Mr. Hobbs interjected to explain there were certain trends the Auditor General  
(AG) considered critical, and the ones included in the presentation were the four  
indicators considered critical by the AG. The first critical item was indicator 2,  
which was entity wide, and it represented unassigned and assigned fund  
balance over unrestricted net position; it showed favorable when looking at the  
two trends, but then a slight decrease due to spend down cash. He said cash  
had a major effect on critical indicators, and as he explained before, as the City  
spent its ARPA and general obligation (GO) dollars down, this reduced the  
City’s cash position; as cash decreased, it had an impact on a number of the  
financial indicators, but specifically the four being highlighted. Indicator two was  
favorable, and if the City received more grant or bond dollars, those indicators  
would increase, as the additional funds would directly impact them. Mr. Hobbs  
said the next critical indicator was indicator 4, the General Fund that showed  
favorable; it spoke specifically to cash and investments over current liabilities,  
and the City’s ability to pay its current bills. The next critical indicator was 4G  
General Fund governmental funds; this indicator showed inconclusive, as the  
City intentionally spent its GO bond and ARPA dollars.  
The fourth critical  
indicator was 4P for the City’s proprietary funds: water, sewer, storm water, and  
LPAC, and they received a favorable trend. Thus, of the four critical trends,  
three were favorable, and one inconclusive.  
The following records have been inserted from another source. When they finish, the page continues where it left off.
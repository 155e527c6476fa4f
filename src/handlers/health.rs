use crate::models::HealthResponse;
use actix_web::{HttpResponse, web};

pub const SERVICE_NAME: &str = "market-admin";

#[utoipa::path(
    get,
    path = "/health",
    tag = "health",
    responses(
        (status = 200, description = "서버 상태", body = HealthResponse)
    )
)]
pub async fn health() -> HttpResponse {
    HttpResponse::Ok().json(HealthResponse {
        status: "ok".to_string(),
        service: SERVICE_NAME.to_string(),
    })
}

pub fn health_config(cfg: &mut web::ServiceConfig) {
    cfg.route("/health", web::get().to(health));
}

#[cfg(test)]
mod tests {
    use super::*;
    use actix_web::{App, test};

    #[actix_web::test]
    async fn test_health_body() {
        let app = test::init_service(App::new().configure(health_config)).await;
        let req = test::TestRequest::get().uri("/health").to_request();
        let body: serde_json::Value = test::call_and_read_body_json(&app, req).await;
        assert_eq!(body["status"], "ok");
        assert_eq!(body["service"], "market-admin");
    }
}
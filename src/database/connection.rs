use crate::config::DatabaseConfig;
use crate::error::AppResult;
use migration::{Migrator, MigratorTrait};
use sea_orm::{ConnectOptions, Database, DatabaseConnection};
use std::sync::Arc;
use std::time::Duration;

pub type DbPool = DatabaseConnection;

/// 서비스들이 함께 쓰는 커넥션 풀 핸들
pub type SharedPool = Arc<DatabaseConnection>;

pub async fn create_pool(config: &DatabaseConfig) -> AppResult<DbPool> {
    let mut opts = ConnectOptions::new(config.url.clone());
    opts.max_connections(config.max_connections)
        .connect_timeout(Duration::from_secs(10))
        .sqlx_logging(true)
        .sqlx_logging_level(log::LevelFilter::Debug);

    let pool = Database::connect(opts).await?;
    Ok(pool)
}

pub async fn run_migrations(pool: &DbPool) -> AppResult<()> {
    Migrator::up(pool, None).await?;
    Ok(())
}

/// 모든 테이블을 삭제하고 마이그레이션을 다시 적용
pub async fn reset_schema(pool: &DbPool) -> AppResult<()> {
    Migrator::fresh(pool).await?;
    Ok(())
}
Vice Mayor L. Martin desired more clarification on the trends deemed  
inconclusive for the public’s benefit.  
Mr. Harvey said years ago the State assigned certified auditors the task of  
looking at identified trends to determine if a government agency was heading in  
a bad direction. Auditors interpreted the trends they observed, and though the  
public might see trends labeled inconclusive, they should take the time to  
understand what the City was doing. He noted a government agency wished to  
ensure that for any fiscal year, liquidity was most important, as this ties in cash,  
expenditures, etc., understanding that ratios would swing based on the  
operations of the agency. Based on the current City of Lauderhill audit, and the  
auditors’ conversations with the Mr. Hobbs and his staff, the auditors knew there  
was a meaningful spend down of cash for various reasons, and this would  
result in more trends to slide from favorable to inconclusive; the auditors  
expected to see a slide up in the next fiscal year, as some transactions were  
expected to bring cash to the City. For example, the bond the City recently  
issued would result in an increase in cash and revenue.  
Commissioner S. Martin sought additional clarification on financial indicator one.  
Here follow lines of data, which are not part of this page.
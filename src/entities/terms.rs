use chrono::{DateTime, NaiveDate, Utc};
use sea_orm::entity::prelude::*;

#[derive(Clone, Debug, PartialEq, DeriveEntityModel, Eq)]
#[sea_orm(table_name = "terms")]
pub struct Model {
    #[sea_orm(primary_key)]
    pub id: i64,
    /// 예: service, privacy, marketing
    pub term_type: String,
    pub version: String,
    pub title: String,
    #[sea_orm(column_type = "Text")]
    pub content: String,
    pub effective_date: NaiveDate,
    pub is_active: bool,
    pub created_at: DateTime<Utc>,
    pub updated_at: DateTime<Utc>,
}

#[derive(Copy, Clone, Debug, EnumIter, DeriveRelation)]
pub enum Relation {}

impl ActiveModelBehavior for ActiveModel {}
Mr. Harvey noted the exaggeration trend downward involved OPEB, and the  
increase in pension liabilities. There was a concerted effort by the AICPA and  
the Governmental Accounting Standards Board (GASB) to have governments  
take into account more of the long-term expenses as they related to staff.  
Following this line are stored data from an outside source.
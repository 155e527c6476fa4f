use crate::models::*;
use crate::services::ProductService;
use actix_web::{HttpResponse, ResponseError, Result, web};
use serde_json::json;

#[utoipa::path(
    get,
    path = "/products",
    tag = "products",
    params(
        ("page" = Option<u32>, Query, description = "페이지"),
        ("per_page" = Option<u32>, Query, description = "페이지당 개수"),
        ("seller_id" = Option<i64>, Query, description = "판매자 ID"),
        ("status" = Option<String>, Query, description = "draft/on_sale/sold_out/hidden"),
        ("category" = Option<String>, Query, description = "카테고리"),
        ("keyword" = Option<String>, Query, description = "상품명")
    ),
    security(
        ("bearer_auth" = [])
    ),
    responses(
        (status = 200, description = "상품 목록"),
        (status = 401, description = "인증 필요")
    )
)]
pub async fn list_products(
    product_service: web::Data<ProductService>,
    query: web::Query<ProductQuery>,
) -> Result<HttpResponse> {
    match product_service.list(&query).await {
        Ok(response) => Ok(HttpResponse::Ok().json(json!({
            "success": true,
            "data": response
        }))),
        Err(e) => Ok(e.error_response()),
    }
}

#[utoipa::path(
    get,
    path = "/products/{id}",
    tag = "products",
    params(("id" = i64, Path, description = "상품 ID")),
    security(
        ("bearer_auth" = [])
    ),
    responses(
        (status = 200, description = "상품 상세 (이미지, 옵션, SKU)", body = ProductDetailResponse),
        (status = 404, description = "상품 없음")
    )
)]
pub async fn get_product(
    product_service: web::Data<ProductService>,
    path: web::Path<i64>,
) -> Result<HttpResponse> {
    match product_service.get(path.into_inner()).await {
        Ok(response) => Ok(HttpResponse::Ok().json(json!({
            "success": true,
            "data": response
        }))),
        Err(e) => Ok(e.error_response()),
    }
}

#[utoipa::path(
    post,
    path = "/products",
    tag = "products",
    request_body = CreateProductRequest,
    security(
        ("bearer_auth" = [])
    ),
    responses(
        (status = 200, description = "상품 등록", body = ProductDetailResponse),
        (status = 400, description = "요청 파라미터 오류")
    )
)]
pub async fn create_product(
    product_service: web::Data<ProductService>,
    request: web::Json<CreateProductRequest>,
) -> Result<HttpResponse> {
    match product_service.create(request.into_inner()).await {
        Ok(response) => Ok(HttpResponse::Ok().json(json!({
            "success": true,
            "data": response
        }))),
        Err(e) => Ok(e.error_response()),
    }
}

#[utoipa::path(
    put,
    path = "/products/{id}",
    tag = "products",
    params(("id" = i64, Path, description = "상품 ID")),
    request_body = UpdateProductRequest,
    security(
        ("bearer_auth" = [])
    ),
    responses(
        (status = 200, description = "상품 수정", body = ProductResponse),
        (status = 404, description = "상품 없음")
    )
)]
pub async fn update_product(
    product_service: web::Data<ProductService>,
    path: web::Path<i64>,
    request: web::Json<UpdateProductRequest>,
) -> Result<HttpResponse> {
    match product_service
        .update(path.into_inner(), request.into_inner())
        .await
    {
        Ok(response) => Ok(HttpResponse::Ok().json(json!({
            "success": true,
            "data": response
        }))),
        Err(e) => Ok(e.error_response()),
    }
}

#[utoipa::path(
    patch,
    path = "/products/{id}/status",
    tag = "products",
    params(("id" = i64, Path, description = "상품 ID")),
    request_body = UpdateProductStatusRequest,
    security(
        ("bearer_auth" = [])
    ),
    responses(
        (status = 200, description = "상품 상태 변경", body = ProductResponse),
        (status = 404, description = "상품 없음")
    )
)]
pub async fn update_product_status(
    product_service: web::Data<ProductService>,
    path: web::Path<i64>,
    request: web::Json<UpdateProductStatusRequest>,
) -> Result<HttpResponse> {
    match product_service
        .update_status(path.into_inner(), request.status)
        .await
    {
        Ok(response) => Ok(HttpResponse::Ok().json(json!({
            "success": true,
            "data": response
        }))),
        Err(e) => Ok(e.error_response()),
    }
}

#[utoipa::path(
    delete,
    path = "/products/{id}",
    tag = "products",
    params(("id" = i64, Path, description = "상품 ID")),
    security(
        ("bearer_auth" = [])
    ),
    responses(
        (status = 200, description = "상품 삭제", body = DeletedResponse),
        (status = 404, description = "상품 없음")
    )
)]
pub async fn delete_product(
    product_service: web::Data<ProductService>,
    path: web::Path<i64>,
) -> Result<HttpResponse> {
    let id = path.into_inner();
    match product_service.delete(id).await {
        Ok(()) => Ok(HttpResponse::Ok().json(json!({
            "success": true,
            "data": DeletedResponse { id, deleted: true }
        }))),
        Err(e) => Ok(e.error_response()),
    }
}

pub fn product_config(cfg: &mut web::ServiceConfig) {
    cfg.service(
        web::scope("/products")
            .route("", web::get().to(list_products))
            .route("", web::post().to(create_product))
            .route("/{id}", web::get().to(get_product))
            .route("/{id}", web::put().to(update_product))
            .route("/{id}", web::delete().to(delete_product))
            .route("/{id}/status", web::patch().to(update_product_status)),
    );
}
Thus, in 2025, GASB 100, and 101 would be implemented to place more liability  
on the balance sheet for all governments. He said the trend seen now would  
continue because those two standards boards wished to make sure  
governments reported, captured, and dollarized those liabilities that were  
potentially owed to staff. These were the beginning of those OPEB, or pension  
liabilities being booked on the balance sheet. Mr. Harvey stated the good part  
was since all government entities had to make this change, as it related to bond  
ratings, there would be a similar dip for all governmental entities and taxing  
districts. He would get the exact date the GASB changes would take effect, and  
send it to the members of the City Commission and City administration; it would  
be either in late 2024, or sometime in 2025.  
Commissioner S. Martin asked if there was any way to estimate how much the  
change would be.  
Mr. Harvey felt it would be premature to put a number out now, but it would have  
an impact to the liability section of the City’s balance sheet.  
Commissioner Dunn questioned what the overall impact would be.  
Mr. Hobbs commented that the City was reflecting a large liability, and additional  
liability would be going on the books. GASB 101 was related to how an agency  
accounted for leave time; that is, vacation, sick, etc., and they were currently  
reflected as some percentage.  
The new GASB required governmental  
agencies to show much larger portion, such as 80 or 100 percent, but  
a
Finance staff did not know what that number would be, as there were some  
elements in the City’s policy that staff had to work with in doing the calculations  
that would be reviewed and approved by the auditor to determine the final  
amount. He stated, with regard to the pension liabilities, even though the City  
was showing a much greater pension liability on the books, it would not be due  
for years to come, but the standards boards wanted the liability to be fully  
reflected in the books, so the public was aware it existed.  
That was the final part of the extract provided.